Finanças
ONS revê acionamento de corte emergencial na geração de energia no Dia dos Pais
Operador Nacional do Sistema Elétrico chegou a emitir alerta para que setor se preparasse para cortes
O Operador Nacional do Sistema Elétrico (ONS) informou que decidiu não acionar o plano emergencial de suspensão na geração de energia neste Dia dos Pais. O órgão havia emitido alerta para que as distribuidoras de energia se preparassem para o corte neste domingo, mas a medida não foi necessária.
O plano de corte na geração (chamado de curtailment no setor) é acionado quando há excesso de geração e pouco consumo de energia. Sobrecarregado, o sistema pode entrar em colapso e gerar um apagão.
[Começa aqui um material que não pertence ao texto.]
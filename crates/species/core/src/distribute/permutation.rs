//! Stat-slot permutations for the shuffle mode.
//!
//! A permutation is a plain value. The permutation last applied to each
//! creature is kept by the caller in a [`PermutationTable`], so families can
//! be brought onto one shared order in ancestor-first traversal.

use std::collections::HashMap;

use crate::entity::{BaseStats, SpeciesId};
use crate::rng::StatRng;

/// `order[i]` is the slot whose value moves into slot `i`.
#[derive(Clone, Copy, Debug, PartialEq, Eq, Hash)]
#[cfg_attr(feature = "serde", derive(serde::Serialize, serde::Deserialize))]
pub struct StatPermutation([u8; 6]);

impl StatPermutation {
    pub const IDENTITY: Self = Self([0, 1, 2, 3, 4, 5]);

    pub const fn identity() -> Self {
        Self::IDENTITY
    }

    /// Returns `None` unless `order` holds each slot in `0..6` exactly once.
    pub fn from_order(order: [u8; 6]) -> Option<Self> {
        let mut seen = [false; 6];
        for &slot in &order {
            let slot = usize::from(slot);
            if slot >= 6 || seen[slot] {
                return None;
            }
            seen[slot] = true;
        }
        Some(Self(order))
    }

    pub const fn order(&self) -> [u8; 6] {
        self.0
    }

    pub fn is_identity(&self) -> bool {
        *self == Self::IDENTITY
    }

    /// Fisher-Yates over this order, from the last slot down.
    ///
    /// Five draws: `next_below(6)`, `next_below(5)`, ..., `next_below(2)`.
    #[must_use]
    pub fn shuffled(mut self, rng: &mut impl StatRng) -> Self {
        for i in (1..self.0.len()).rev() {
            let j = rng.next_below(i as u32 + 1) as usize;
            self.0.swap(i, j);
        }
        self
    }

    /// `new[i] = old[order[i]]`.
    pub fn apply(&self, stats: &BaseStats) -> BaseStats {
        let old = stats.to_slots();
        BaseStats::from_slots(self.0.map(|slot| old[usize::from(slot)]))
    }

    /// The permutation that undoes this one.
    #[must_use]
    pub fn inverse(&self) -> Self {
        let mut inverse = [0u8; 6];
        for (position, &slot) in self.0.iter().enumerate() {
            inverse[usize::from(slot)] = position as u8;
        }
        Self(inverse)
    }

    /// Same relative order for Attack..Speed with HP left in place.
    ///
    /// The HP source is dropped from `order` and the remaining sources fill
    /// slots 1..6 in the order they appear. Already HP-fixed permutations are
    /// returned unchanged.
    #[must_use]
    pub fn with_hp_fixed(&self) -> Self {
        let mut order = [0u8; 6];
        let sources = self.0.iter().copied().filter(|&slot| slot != 0);
        for (target, source) in order[1..].iter_mut().zip(sources) {
            *target = source;
        }
        Self(order)
    }

    /// Applying the result equals applying `self`, then `next`.
    #[must_use]
    pub fn then(&self, next: &Self) -> Self {
        Self(next.0.map(|slot| self.0[usize::from(slot)]))
    }
}

impl Default for StatPermutation {
    fn default() -> Self {
        Self::IDENTITY
    }
}

/// Last applied permutation per creature; identity when never shuffled.
#[derive(Clone, Debug, Default, PartialEq, Eq)]
pub struct PermutationTable {
    applied: HashMap<SpeciesId, StatPermutation>,
}

impl PermutationTable {
    pub fn new() -> Self {
        Self::default()
    }

    pub fn get(&self, id: SpeciesId) -> StatPermutation {
        self.applied.get(&id).copied().unwrap_or_default()
    }

    pub fn set(&mut self, id: SpeciesId, permutation: StatPermutation) {
        if permutation.is_identity() {
            self.applied.remove(&id);
        } else {
            self.applied.insert(id, permutation);
        }
    }

    pub fn len(&self) -> usize {
        self.applied.len()
    }

    pub fn is_empty(&self) -> bool {
        self.applied.is_empty()
    }
}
Primeiramente, o ONS tenta reduzir a oferta de energia nas geradoras que estão diretamente ao seu alcance, por meio do sistema interligado nacional, como as grandes hidrelétricas. Quando essa ação não é suficiente, o curtailment é acionado para que o corte seja estendido também às pequenas usinas geradoras, que não são controladas pelo operador, como centrais hidrelétricas (PCHs), usinas a biomassa e usinas eólicas e solares de menor porte.
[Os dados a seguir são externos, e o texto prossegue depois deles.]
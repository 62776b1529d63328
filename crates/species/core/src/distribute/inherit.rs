//! Deriving an evolution's stats from its ancestor's.

use super::LOCKED_HP;
use crate::entity::{BaseStats, Stat, round_half_up};
use crate::rng::StatRng;
use crate::weights::StatWeights;

const MIN_STAT: i32 = 1;

/// Rescale the ancestor's stats to `own_total`, keeping their shape.
///
/// Each stat is `clamp(round(ancestor · own_total / ancestor_total), 1, 255)`,
/// so equal totals reproduce the ancestor exactly.
///
/// For an HP-locked creature HP is pinned to [`LOCKED_HP`] and the other five
/// stats are rescaled from the ancestor's five to `own_total - 1`.
pub fn scaled_from(ancestor: &BaseStats, own_total: i32, hp_locked: bool) -> BaseStats {
    let (own, theirs) = if hp_locked {
        (
            own_total - i32::from(LOCKED_HP),
            ancestor.total() - i32::from(ancestor.hp),
        )
    } else {
        (own_total, ancestor.total())
    };
    let ratio = f64::from(own) / f64::from(theirs);

    let base = ancestor.to_slots();
    let slots = Stat::ALL.map(|stat| {
        if hp_locked && stat == Stat::Hp {
            i32::from(LOCKED_HP)
        } else {
            round_half_up(f64::from(base[stat.index()]) * ratio).clamp(MIN_STAT, BaseStats::MAX)
        }
    });
    BaseStats::from_slots(slots)
}

/// Signed per-slot change applied on top of an ancestor's stats, before
/// clamping.
#[derive(Clone, Copy, Debug, Default, PartialEq, Eq)]
pub struct StatDiff(pub [i32; 6]);

impl StatDiff {
    pub const fn get(&self, stat: Stat) -> i32 {
        self.0[stat as usize]
    }

    pub fn total(&self) -> i32 {
        self.0.iter().sum()
    }
}

/// Split the total difference between creature and ancestor by fresh
/// uniform weights and add each share to the ancestor's stat.
///
/// Six draws in slot order. Results are clamped to `[1, 255]`; the returned
/// [`StatDiff`] holds the unclamped, rounded shares.
///
/// For an HP-locked creature only five draws are made (Attack..Speed), HP is
/// pinned to [`LOCKED_HP`], and the HP slot of the diff records the change to
/// it, so the diff still accounts for the whole total difference.
pub fn diffed_from(
    ancestor: &BaseStats,
    own_total: i32,
    rng: &mut impl StatRng,
    hp_locked: bool,
) -> (BaseStats, StatDiff) {
    let base = ancestor.to_slots();
    let hp_change = if hp_locked {
        i32::from(LOCKED_HP) - base[Stat::Hp.index()]
    } else {
        0
    };
    let total_diff = f64::from(own_total - ancestor.total() - hp_change);
    let weights = if hp_locked {
        StatWeights::uniform_without_hp(rng)
    } else {
        StatWeights::uniform(rng)
    };
    let total_weight = weights.sum();

    let diff = StatDiff(Stat::ALL.map(|stat| {
        if hp_locked && stat == Stat::Hp {
            hp_change
        } else {
            round_half_up(weights.get(stat) / total_weight * total_diff)
        }
    }));

    let slots = Stat::ALL.map(|stat| {
        (base[stat.index()] + diff.get(stat)).clamp(MIN_STAT, BaseStats::MAX)
    });

    (BaseStats::from_slots(slots), diff)
}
O cenário deste domingo decorre da forte produção de energia solar em telhados e pelo consumo baixo, uma vez que se trata de um fim de semana, quando há muito menos demanda da indústria e do comércio.
Em comunicado, o ONS afirmou que o corte na geração havia sido previamente comunicado aos agentes envolvidos, mas a medida não foi necessária após a gestão no sistema para equilibrar oferta e demanda de energia.
"Vale ressaltar que, em tempo real, o ONS permanecerá realizando a gestão dos recursos disponíveis conforme a demanda", destacou o operador, em nota.
Datas comemorativas são um marco importante para isso, uma vez que as famílias tendem a estar reunidas em um dia com alta irradiação solar. Em dias em que a carga é reduzida e a contribuição da micro e minigeração distribuída (como é chamada a produção de energia em telhados) atinge níveis elevados, o sistema elétrico pode enfrentar situações de demanda líquida muito baixa.
No Dia dos Pais do ano passado, o sistema passou por um estresse em sua operação no início da tarde. Naquele momento, a geração distribuída foi responsável por 37,6% da demanda. Com a elevada geração de energia em telhados, o ONS reduziu a produção de hidrelétricas e termelétricas, cortando 98,5% do potencial de geração de energia eólica e solar centralizadas (em usinas) estimado para aquele horário.
Restaram apenas 2 gigawatts (GW) de geração flexível — cerca de 5% do total — para ser manejada pelo ONS naquele momento. Se essa margem fosse consumida, o operador teria que violar restrições técnicas, como operar usinas abaixo do mínimo seguro ou desrespeitar limites técnicos de linhas de transmissão, o que comprometeria a segurança do sistema, configurando um risco para a rede elétrica.